(Saved entries)
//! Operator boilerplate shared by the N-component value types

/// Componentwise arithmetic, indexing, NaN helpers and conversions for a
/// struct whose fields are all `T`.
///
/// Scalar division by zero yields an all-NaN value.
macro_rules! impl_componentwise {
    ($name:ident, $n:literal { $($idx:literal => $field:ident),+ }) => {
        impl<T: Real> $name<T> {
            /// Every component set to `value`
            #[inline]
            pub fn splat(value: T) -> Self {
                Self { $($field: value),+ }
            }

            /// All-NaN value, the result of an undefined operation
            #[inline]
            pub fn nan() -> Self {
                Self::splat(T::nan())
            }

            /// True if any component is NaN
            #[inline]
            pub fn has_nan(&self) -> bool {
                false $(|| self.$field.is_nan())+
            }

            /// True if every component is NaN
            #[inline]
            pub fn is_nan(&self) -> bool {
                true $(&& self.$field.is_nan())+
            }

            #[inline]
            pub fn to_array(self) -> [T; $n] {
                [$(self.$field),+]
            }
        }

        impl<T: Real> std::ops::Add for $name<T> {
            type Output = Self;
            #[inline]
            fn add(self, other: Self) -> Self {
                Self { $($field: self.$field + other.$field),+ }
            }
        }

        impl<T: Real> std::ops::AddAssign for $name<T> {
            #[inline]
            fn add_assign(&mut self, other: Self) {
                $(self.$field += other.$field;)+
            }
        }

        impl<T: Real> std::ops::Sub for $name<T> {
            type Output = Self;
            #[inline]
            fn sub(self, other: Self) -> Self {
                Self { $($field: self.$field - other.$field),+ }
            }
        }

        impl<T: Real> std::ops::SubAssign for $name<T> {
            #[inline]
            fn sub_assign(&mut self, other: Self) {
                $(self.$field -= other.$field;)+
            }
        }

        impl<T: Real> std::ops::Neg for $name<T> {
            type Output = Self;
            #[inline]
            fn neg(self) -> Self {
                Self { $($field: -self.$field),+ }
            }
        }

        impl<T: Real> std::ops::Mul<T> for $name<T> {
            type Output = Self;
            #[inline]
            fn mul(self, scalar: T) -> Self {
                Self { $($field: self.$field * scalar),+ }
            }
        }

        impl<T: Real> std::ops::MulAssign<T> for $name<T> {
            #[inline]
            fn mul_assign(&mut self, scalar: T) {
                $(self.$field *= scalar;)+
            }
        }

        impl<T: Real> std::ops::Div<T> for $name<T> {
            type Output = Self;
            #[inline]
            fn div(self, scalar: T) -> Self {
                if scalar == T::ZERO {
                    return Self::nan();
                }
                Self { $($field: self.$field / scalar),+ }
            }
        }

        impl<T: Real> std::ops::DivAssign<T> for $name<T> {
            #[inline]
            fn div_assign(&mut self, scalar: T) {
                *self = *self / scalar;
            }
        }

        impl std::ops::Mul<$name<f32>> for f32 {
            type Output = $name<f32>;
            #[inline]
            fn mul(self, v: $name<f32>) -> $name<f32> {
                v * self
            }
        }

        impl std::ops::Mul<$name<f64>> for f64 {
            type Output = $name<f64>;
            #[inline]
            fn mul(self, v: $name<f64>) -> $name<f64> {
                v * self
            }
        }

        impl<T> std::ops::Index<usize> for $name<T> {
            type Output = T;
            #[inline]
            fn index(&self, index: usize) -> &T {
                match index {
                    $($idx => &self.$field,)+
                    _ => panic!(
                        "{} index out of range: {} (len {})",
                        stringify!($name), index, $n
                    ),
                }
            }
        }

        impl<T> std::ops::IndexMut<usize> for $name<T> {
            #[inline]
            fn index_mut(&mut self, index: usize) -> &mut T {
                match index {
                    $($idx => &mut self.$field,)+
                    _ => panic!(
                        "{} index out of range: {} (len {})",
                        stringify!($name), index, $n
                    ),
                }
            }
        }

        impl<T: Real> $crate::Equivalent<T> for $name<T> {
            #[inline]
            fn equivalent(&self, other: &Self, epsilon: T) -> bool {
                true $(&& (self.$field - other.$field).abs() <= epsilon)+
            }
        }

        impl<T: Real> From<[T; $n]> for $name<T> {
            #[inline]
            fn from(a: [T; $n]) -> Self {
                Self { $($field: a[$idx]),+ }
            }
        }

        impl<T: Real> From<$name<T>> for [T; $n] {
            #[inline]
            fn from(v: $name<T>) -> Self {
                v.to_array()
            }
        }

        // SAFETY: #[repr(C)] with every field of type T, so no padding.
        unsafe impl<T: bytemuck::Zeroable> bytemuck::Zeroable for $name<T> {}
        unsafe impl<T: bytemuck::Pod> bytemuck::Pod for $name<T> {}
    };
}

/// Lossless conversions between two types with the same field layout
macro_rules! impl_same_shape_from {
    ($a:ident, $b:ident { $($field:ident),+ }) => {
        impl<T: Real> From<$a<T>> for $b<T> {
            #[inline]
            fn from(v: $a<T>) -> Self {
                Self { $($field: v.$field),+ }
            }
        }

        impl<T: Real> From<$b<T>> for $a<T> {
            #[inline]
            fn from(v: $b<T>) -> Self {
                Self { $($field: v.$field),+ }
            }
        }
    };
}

==

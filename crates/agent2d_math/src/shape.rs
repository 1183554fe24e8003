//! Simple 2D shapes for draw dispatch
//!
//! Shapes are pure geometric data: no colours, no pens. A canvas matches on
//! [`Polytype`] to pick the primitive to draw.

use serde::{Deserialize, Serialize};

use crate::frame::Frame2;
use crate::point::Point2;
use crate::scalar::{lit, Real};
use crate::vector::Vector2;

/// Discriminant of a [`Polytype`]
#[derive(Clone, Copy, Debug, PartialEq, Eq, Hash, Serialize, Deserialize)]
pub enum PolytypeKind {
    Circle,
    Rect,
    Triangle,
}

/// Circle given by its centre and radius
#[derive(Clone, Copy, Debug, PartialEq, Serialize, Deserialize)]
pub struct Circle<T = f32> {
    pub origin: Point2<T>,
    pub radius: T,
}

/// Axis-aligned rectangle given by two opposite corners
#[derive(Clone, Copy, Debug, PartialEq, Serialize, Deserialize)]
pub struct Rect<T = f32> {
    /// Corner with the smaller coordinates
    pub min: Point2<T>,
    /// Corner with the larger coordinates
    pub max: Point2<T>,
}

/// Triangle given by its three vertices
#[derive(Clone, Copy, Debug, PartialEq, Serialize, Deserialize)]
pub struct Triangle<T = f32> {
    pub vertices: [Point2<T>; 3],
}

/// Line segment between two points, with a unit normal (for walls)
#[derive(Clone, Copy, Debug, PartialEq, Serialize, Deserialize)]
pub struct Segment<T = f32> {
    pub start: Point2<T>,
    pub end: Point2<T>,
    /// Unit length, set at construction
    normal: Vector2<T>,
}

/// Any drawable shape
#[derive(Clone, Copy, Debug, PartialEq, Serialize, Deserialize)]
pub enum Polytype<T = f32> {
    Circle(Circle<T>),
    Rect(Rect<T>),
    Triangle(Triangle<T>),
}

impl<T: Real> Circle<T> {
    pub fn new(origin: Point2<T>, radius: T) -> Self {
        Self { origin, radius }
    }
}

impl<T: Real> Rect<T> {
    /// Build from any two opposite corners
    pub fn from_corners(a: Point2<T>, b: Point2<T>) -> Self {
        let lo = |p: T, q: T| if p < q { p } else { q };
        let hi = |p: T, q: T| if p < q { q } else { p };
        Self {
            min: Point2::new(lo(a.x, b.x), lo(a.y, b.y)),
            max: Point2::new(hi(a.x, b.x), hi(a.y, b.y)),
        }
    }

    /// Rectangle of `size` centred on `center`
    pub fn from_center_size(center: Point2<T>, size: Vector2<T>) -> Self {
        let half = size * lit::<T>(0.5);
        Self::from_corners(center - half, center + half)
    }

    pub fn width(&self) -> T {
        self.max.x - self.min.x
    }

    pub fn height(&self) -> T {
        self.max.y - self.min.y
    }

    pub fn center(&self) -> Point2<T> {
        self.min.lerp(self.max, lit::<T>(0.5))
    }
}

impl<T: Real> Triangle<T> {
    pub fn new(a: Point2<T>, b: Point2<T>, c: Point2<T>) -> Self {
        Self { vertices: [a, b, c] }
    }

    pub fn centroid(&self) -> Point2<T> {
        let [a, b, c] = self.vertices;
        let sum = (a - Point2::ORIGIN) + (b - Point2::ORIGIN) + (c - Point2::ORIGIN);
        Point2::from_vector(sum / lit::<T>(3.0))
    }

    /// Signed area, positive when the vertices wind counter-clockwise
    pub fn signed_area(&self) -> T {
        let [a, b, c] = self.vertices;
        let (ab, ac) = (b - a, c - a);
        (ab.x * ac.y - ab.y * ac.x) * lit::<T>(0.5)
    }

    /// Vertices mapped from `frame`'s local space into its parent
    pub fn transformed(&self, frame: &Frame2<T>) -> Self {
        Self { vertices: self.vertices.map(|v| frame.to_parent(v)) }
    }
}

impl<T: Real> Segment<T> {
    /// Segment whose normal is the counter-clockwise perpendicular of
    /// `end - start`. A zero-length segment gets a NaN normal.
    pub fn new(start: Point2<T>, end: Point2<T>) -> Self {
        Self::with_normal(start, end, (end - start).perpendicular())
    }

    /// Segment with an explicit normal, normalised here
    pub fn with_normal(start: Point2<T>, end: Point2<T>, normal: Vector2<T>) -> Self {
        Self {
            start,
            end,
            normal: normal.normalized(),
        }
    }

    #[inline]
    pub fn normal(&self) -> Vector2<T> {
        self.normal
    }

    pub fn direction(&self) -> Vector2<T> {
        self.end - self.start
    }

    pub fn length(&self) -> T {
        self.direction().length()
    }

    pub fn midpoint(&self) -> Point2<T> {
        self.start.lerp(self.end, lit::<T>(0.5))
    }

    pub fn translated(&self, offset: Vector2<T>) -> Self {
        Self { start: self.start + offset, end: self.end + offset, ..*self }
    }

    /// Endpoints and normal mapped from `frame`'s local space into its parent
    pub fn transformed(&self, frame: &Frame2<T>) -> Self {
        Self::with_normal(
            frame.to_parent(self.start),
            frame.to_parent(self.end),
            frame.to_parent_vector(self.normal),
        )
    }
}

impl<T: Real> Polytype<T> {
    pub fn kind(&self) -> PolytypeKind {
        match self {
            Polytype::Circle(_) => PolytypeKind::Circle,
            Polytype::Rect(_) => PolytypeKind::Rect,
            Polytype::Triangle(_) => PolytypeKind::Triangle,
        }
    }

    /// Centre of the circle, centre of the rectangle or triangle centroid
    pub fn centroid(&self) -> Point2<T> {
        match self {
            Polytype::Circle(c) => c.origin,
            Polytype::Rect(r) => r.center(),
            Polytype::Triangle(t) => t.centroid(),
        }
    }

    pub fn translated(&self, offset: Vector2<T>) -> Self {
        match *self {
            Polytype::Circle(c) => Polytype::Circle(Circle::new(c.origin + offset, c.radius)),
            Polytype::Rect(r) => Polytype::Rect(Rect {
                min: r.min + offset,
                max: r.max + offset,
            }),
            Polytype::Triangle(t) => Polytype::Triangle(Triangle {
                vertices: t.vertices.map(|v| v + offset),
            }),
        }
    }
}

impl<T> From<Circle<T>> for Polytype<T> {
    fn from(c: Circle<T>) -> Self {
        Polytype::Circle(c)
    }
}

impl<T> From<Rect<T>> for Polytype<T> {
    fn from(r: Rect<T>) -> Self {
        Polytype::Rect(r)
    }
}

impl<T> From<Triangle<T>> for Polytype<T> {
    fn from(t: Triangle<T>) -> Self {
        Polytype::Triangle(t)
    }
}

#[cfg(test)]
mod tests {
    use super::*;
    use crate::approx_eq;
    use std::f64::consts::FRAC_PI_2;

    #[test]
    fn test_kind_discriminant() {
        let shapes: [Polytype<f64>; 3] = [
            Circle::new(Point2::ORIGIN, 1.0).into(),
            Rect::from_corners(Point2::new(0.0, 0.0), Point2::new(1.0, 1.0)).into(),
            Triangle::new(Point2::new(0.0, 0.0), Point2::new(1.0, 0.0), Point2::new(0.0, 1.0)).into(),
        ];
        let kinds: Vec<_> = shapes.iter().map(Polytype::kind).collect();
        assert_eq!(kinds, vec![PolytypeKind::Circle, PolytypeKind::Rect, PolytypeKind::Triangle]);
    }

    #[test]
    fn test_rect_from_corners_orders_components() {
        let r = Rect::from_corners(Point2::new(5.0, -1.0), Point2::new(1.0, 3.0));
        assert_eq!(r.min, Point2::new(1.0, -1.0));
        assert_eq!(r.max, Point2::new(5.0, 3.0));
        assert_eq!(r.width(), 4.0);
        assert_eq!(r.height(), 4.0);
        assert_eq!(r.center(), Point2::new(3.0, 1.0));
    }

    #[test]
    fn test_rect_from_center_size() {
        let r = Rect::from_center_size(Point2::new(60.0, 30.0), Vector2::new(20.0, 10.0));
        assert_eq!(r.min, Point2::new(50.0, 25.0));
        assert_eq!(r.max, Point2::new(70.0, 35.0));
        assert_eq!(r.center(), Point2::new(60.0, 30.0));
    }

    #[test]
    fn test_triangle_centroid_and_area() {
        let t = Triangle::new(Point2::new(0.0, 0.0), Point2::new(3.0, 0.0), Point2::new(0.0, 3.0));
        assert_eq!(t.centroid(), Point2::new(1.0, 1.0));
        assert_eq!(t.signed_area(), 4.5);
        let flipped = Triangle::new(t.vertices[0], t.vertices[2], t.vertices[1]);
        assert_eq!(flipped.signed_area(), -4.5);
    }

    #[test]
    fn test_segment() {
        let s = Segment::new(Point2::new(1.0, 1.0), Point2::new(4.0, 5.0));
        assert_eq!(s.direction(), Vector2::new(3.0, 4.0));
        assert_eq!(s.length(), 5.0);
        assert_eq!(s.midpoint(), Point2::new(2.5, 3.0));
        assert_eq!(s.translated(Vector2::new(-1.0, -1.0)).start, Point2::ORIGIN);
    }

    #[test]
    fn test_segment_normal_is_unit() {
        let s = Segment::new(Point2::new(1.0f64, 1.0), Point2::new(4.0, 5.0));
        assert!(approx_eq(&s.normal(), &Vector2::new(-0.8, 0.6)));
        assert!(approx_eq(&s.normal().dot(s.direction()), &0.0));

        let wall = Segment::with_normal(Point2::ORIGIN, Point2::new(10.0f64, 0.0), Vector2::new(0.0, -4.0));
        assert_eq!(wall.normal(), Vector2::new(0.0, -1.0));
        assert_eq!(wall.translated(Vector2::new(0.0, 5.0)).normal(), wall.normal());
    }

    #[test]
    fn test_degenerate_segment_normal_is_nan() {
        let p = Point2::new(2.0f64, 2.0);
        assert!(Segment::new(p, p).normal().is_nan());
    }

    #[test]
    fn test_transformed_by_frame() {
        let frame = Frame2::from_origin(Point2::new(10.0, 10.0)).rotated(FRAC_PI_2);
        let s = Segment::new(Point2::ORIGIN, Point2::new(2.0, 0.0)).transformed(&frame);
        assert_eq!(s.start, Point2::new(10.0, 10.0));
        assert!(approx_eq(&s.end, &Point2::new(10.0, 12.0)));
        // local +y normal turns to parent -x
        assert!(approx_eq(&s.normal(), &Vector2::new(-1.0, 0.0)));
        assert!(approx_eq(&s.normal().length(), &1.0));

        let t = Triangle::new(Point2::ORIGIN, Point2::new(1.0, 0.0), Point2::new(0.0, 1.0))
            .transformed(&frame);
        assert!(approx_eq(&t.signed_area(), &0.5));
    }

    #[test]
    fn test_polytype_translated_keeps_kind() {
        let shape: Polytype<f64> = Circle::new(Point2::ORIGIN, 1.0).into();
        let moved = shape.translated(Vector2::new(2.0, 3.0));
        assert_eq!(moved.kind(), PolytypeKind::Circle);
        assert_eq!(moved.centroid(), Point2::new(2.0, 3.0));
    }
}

◆ YOUR GOAL
Using the entries above, give again exactly the lines from the line holding "assert!(approx_eq(&s.normal(), &Vector2::new(-1.0, 0.0)));" through the line holding "let moved = shape.translated(Vector2::new(2.0, 3.0));". Include both end lines and nothing else.

◆ FINAL ANSWER
        assert!(approx_eq(&s.normal(), &Vector2::new(-1.0, 0.0)));
        assert!(approx_eq(&s.normal().length(), &1.0));

        let t = Triangle::new(Point2::ORIGIN, Point2::new(1.0, 0.0), Point2::new(0.0, 1.0))
            .transformed(&frame);
        assert!(approx_eq(&t.signed_area(), &0.5));
    }

    #[test]
    fn test_polytype_translated_keeps_kind() {
        let shape: Polytype<f64> = Circle::new(Point2::ORIGIN, 1.0).into();
        let moved = shape.translated(Vector2::new(2.0, 3.0));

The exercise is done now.